投稿者:エリック@ - この投稿者のレビュー一覧を見る
冲方丁氏の富士見ファンタジア文庫初作品。
冲方氏といえば、「ピルグリム・イェーガー」の原作などで有名であるが、この「カオスレギオン」も注目すべき作品だろう。
文庫が発売される以前から、ビデオゲーム化も平行して進むという異例の展開をみせた当該作品であるが、物語の内容的はいたってシンプルである。
世界設定は王道ファンタジーともいえる中世ヨーロッパ風の背景を持っている。著者の作風としてキリスト教世界を題材したものが多いのだが、やはり、世界観はそのままキリスト教風味が色濃い。モラルなども含めて、登場人物の深層にはキリスト世界が前提として存在しているのだ。
主人公は地方の農村出の剣奴である。主人公はその生い立ちから身分に対しコンプレックスを持っていたが、ある貴族との出会いがそれを一変させる。二人の友情は階級社会の改革という理想の下に堅く結びついていったが、後に、理想が挫折することにより、友情もまた崩れ去る。つまり、主人公の世界は急転するのである。時系列的には、主人公が友人との決別を経てから物語は始まっている。
この本は、何の予備知識もなしに読めば、それだけ面白く読めると思う。変に「魔法」とか「技」とかで押し切らない分、冒険小説として素直に読めるのである。本の厚さを見ると分かるのだが、「龍炎使い牙」以来久しい、ライトノベルにあるまじき分量を誇っているにもかかわらず、すんなり中身が入ってくる。

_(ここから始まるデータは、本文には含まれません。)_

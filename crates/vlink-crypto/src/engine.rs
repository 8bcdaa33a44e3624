//! AES-256-GCM encryption/decryption of whole file payloads
//!
//! Nonce and tag lengths are fixed, so decryption computes offsets
//! directly; no separators are stored in the payload.

use aes_gcm::{
    aead::{Aead, KeyInit},
    Aes256Gcm, Nonce,
};
use rand::{rngs::OsRng, RngCore};
use zeroize::Zeroize;

use crate::{KEY_SIZE, NONCE_SIZE, TAG_SIZE};
use vlink_core::{ShareError, ShareResult};

/// A per-file 256-bit encryption key. Zeroized on drop, never logged.
///
/// A key is created once per file version at encryption time and is
/// never mutated or reused for another version.
#[derive(Clone)]
pub struct FileKey {
    bytes: [u8; KEY_SIZE],
}

impl FileKey {
    pub fn from_bytes(bytes: [u8; KEY_SIZE]) -> Self {
        Self { bytes }
    }

    pub fn as_bytes(&self) -> &[u8; KEY_SIZE] {
        &self.bytes
    }
}

impl Drop for FileKey {
    fn drop(&mut self) {
        self.bytes.zeroize();
    }
}

impl std::fmt::Debug for FileKey {
    fn fmt(&self, f: &mut std::fmt::Formatter<'_>) -> std::fmt::Result {
        f.debug_struct("FileKey")
            .field("bytes", &"[REDACTED]")
            .finish()
    }
}

/// Generate a random 256-bit file encryption key from the OS CSPRNG.
///
/// Fails only when the platform cannot supply secure randomness.
pub fn generate_file_key() -> ShareResult<FileKey> {
    let mut bytes = [0u8; KEY_SIZE];
    OsRng
        .try_fill_bytes(&mut bytes)
        .map_err(|e| ShareError::CryptoUnavailable(format!("OS RNG unavailable: {e}")))?;
    Ok(FileKey::from_bytes(bytes))
}

/// Encrypt a file payload with AES-256-GCM.
///
/// Draws a fresh random 96-bit nonce per call.
///
/// Returns: `[12-byte nonce][ciphertext][16-byte tag]`
pub fn encrypt_file(key: &FileKey, plaintext: &[u8]) -> ShareResult<Vec<u8>> {
    let cipher = Aes256Gcm::new(key.as_bytes().into());

    let mut nonce_bytes = [0u8; NONCE_SIZE];
    OsRng
        .try_fill_bytes(&mut nonce_bytes)
        .map_err(|e| ShareError::CryptoUnavailable(format!("OS RNG unavailable: {e}")))?;
    let nonce = Nonce::from_slice(&nonce_bytes);

    let ciphertext = cipher
        .encrypt(nonce, plaintext)
        .map_err(|_| ShareError::CryptoUnavailable("AEAD encryption failed".into()))?;

    let mut payload = Vec::with_capacity(NONCE_SIZE + ciphertext.len());
    payload.extend_from_slice(&nonce_bytes);
    payload.extend_from_slice(&ciphertext);
    Ok(payload)
}

/// Decrypt a file payload produced by [`encrypt_file`].
///
/// Input: `[12-byte nonce][ciphertext][16-byte tag]`
///
/// Tag verification happens atomically with decryption; any mismatch, as
/// well as a payload too short to contain a nonce and tag, fails closed
/// with [`ShareError::AuthenticationFailed`]. Partially decrypted or
/// unauthenticated bytes are never returned.
pub fn decrypt_file(key: &FileKey, payload: &[u8]) -> ShareResult<Vec<u8>> {
    if payload.len() < NONCE_SIZE + TAG_SIZE {
        return Err(ShareError::AuthenticationFailed);
    }

    let (nonce_bytes, ciphertext) = payload.split_at(NONCE_SIZE);
    let nonce = Nonce::from_slice(nonce_bytes);
    let cipher = Aes256Gcm::new(key.as_bytes().into());

    cipher
        .decrypt(nonce, ciphertext)
        .map_err(|_| ShareError::AuthenticationFailed)
}


#[cfg(test)]
mod proptest_suite {
    use super::*;
    use proptest::prelude::*;

    proptest! {
        #[test]
        fn roundtrip_any_plaintext(data in prop::collection::vec(any::<u8>(), 0..4096)) {
            let key = generate_file_key().unwrap();
            let payload = encrypt_file(&key, &data).unwrap();
            let decrypted = decrypt_file(&key, &payload).unwrap();
            prop_assert_eq!(decrypted, data);
        }

        #[test]
        fn any_bit_flip_is_detected(
            data in prop::collection::vec(any::<u8>(), 1..512),
            pos in any::<prop::sample::Index>(),
            bit in 0u8..8,
        ) {
            let key = generate_file_key().unwrap();
            let mut payload = encrypt_file(&key, &data).unwrap();
            let idx = pos.index(payload.len());
            payload[idx] ^= 1 << bit;
            prop_assert!(matches!(
                decrypt_file(&key, &payload),
                Err(ShareError::AuthenticationFailed)
            ));
        }
    }
}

物語が複雑に編みこまれているため、さすがに後半は展開を急ぎ過ぎている感があるものの、全体的に一冊に詰め込める限界以上の物語が展開されている。ファンタジー小説好きならば確実に楽しめるはずである。富士見から王道ファンタジー小説がなくなって久しいので、ようやく本格的な作品が登場したといえるだろう。
ただし、上記の物語の概要を見ても分かるとおり、某「ベルセルク」と展開が被る部分もあり、幾らか既作品の焼き直しの感もある。また、全体的に退廃的な雰囲気が漂っているので、こういった作風が苦手な人には残念ながらお薦めできない。加えていえば、結賀さとる氏の挿絵が作品と微妙なずれを生じさせているので、「結賀先生最高!!」というジャケット買いをすることも避けた方が賢明だろう。
ファンタジー小説を読みたい人、「冲方丁」を読みたい人には無条件で推薦したい一冊だ。